Robert Cochran Duncan (4 October 1887 – 4 May 1957) was a British sprinter who competed at two Olympic Games; the 1908 Summer Olympics and the 1912 Summer Olympics.

== Biography ==
Duncan represented Great Britain at the 1908 Summer Olympics. In the 100 metres, Duncan won his first round heat with a time of 11.4 seconds to advance to the semifinals. There, he finished fourth and last in his semifinal heat to be eliminated. He was not as successful in the 200 metres. His time of 23.1 seconds put him in second place behind Georges Malfait and eliminated him from competition.

Four years later, Duncan represented Great Britain at the 1912 Summer Olympics in Stockholm. At the Olympics he was eliminated in the 100 metres heats but progresses to the semi-finals of the 200 metres.

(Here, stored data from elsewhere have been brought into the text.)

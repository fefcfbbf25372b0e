//! mapscope: per-level cluster analysis for dataflow cost modeling
//!
//! This library is the analytical core of a cost-modeling pipeline for
//! spatial/temporal dataflow mappings of tensor computations onto accelerator
//! hardware. Given a declarative mapping (an ordered sequence of directives
//! splitting loop dimensions across time-multiplexed and spatially-parallel
//! processing-element clusters) and a target cluster width, it derives in
//! closed form the quantities downstream latency, energy, buffer and NoC
//! estimators consume.
//!
//! # Core Pipeline Flow
//! ```text
//! Mapping description → DirectiveTable → input-centric normalization
//!                                              ↓
//!                  ClusterAnalysis (one per cluster level)
//!                       ↓                        ↓
//!        iteration / edge-cluster counts   per-dimension reuse
//!                       ↓                        ↓
//!              downstream cost estimators (latency, energy, NoC)
//! ```
//!
//! The analysis itself is purely computational: no I/O, no simulation, no
//! search. One [`ClusterAnalysis`] is built per hierarchical cluster level;
//! all of them borrow the same dimension registry, directive table, tensor
//! table and NoC handle from the evaluation context that owns them. Invalid
//! mappings are reported as [`ConfigurationError`] values so a design-space
//! sweep can skip a bad candidate and keep going.
//!
//! # Module Organization
//!
//! ## Data Model
//! - [`dimension`]: loop dimensions, overlap links, output aliases
//! - [`directive`]: mapping directives and the ordered sequence
//! - [`tensor`]: operand tensors (pass-through to traffic estimators)
//! - [`noc`]: network-on-chip handle (pass-through to the NoC estimator)
//!
//! ## Analysis
//! - [`cluster`]: the per-level analysis engine and reuse records
//! - [`error`]: the configuration-error taxonomy

// ============================================================================
// Data Model
// ============================================================================

pub mod dimension;
pub mod directive;
pub mod noc;
pub mod tensor;

// ============================================================================
// Analysis
// ============================================================================

pub mod cluster;
pub mod error;

pub use cluster::{ClusterAnalysis, DimReuse};
pub use dimension::{Dimension, DimensionTable};
pub use directive::{Directive, DirectiveClass, DirectiveTable};
pub use error::ConfigurationError;
pub use noc::NetworkOnChipModel;
pub use tensor::{Tensor, TensorKind, TensorTable};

From 1908 until 1912 he won four 220 yard races for Scotland against Ireland in the annual international match. Duncan was a mamber of the West of Scotland Harriers (a club which went out of existence in 1978).

==Sources==
- Cook, Theodore Andrea (1908). "The Fourth Olympiad, Being the Official Report"
- De Wael, Herman (2001). "Athletics 1908"
- Wudarski, Pawel (1999). "Wyniki Igrzysk Olimpijskich"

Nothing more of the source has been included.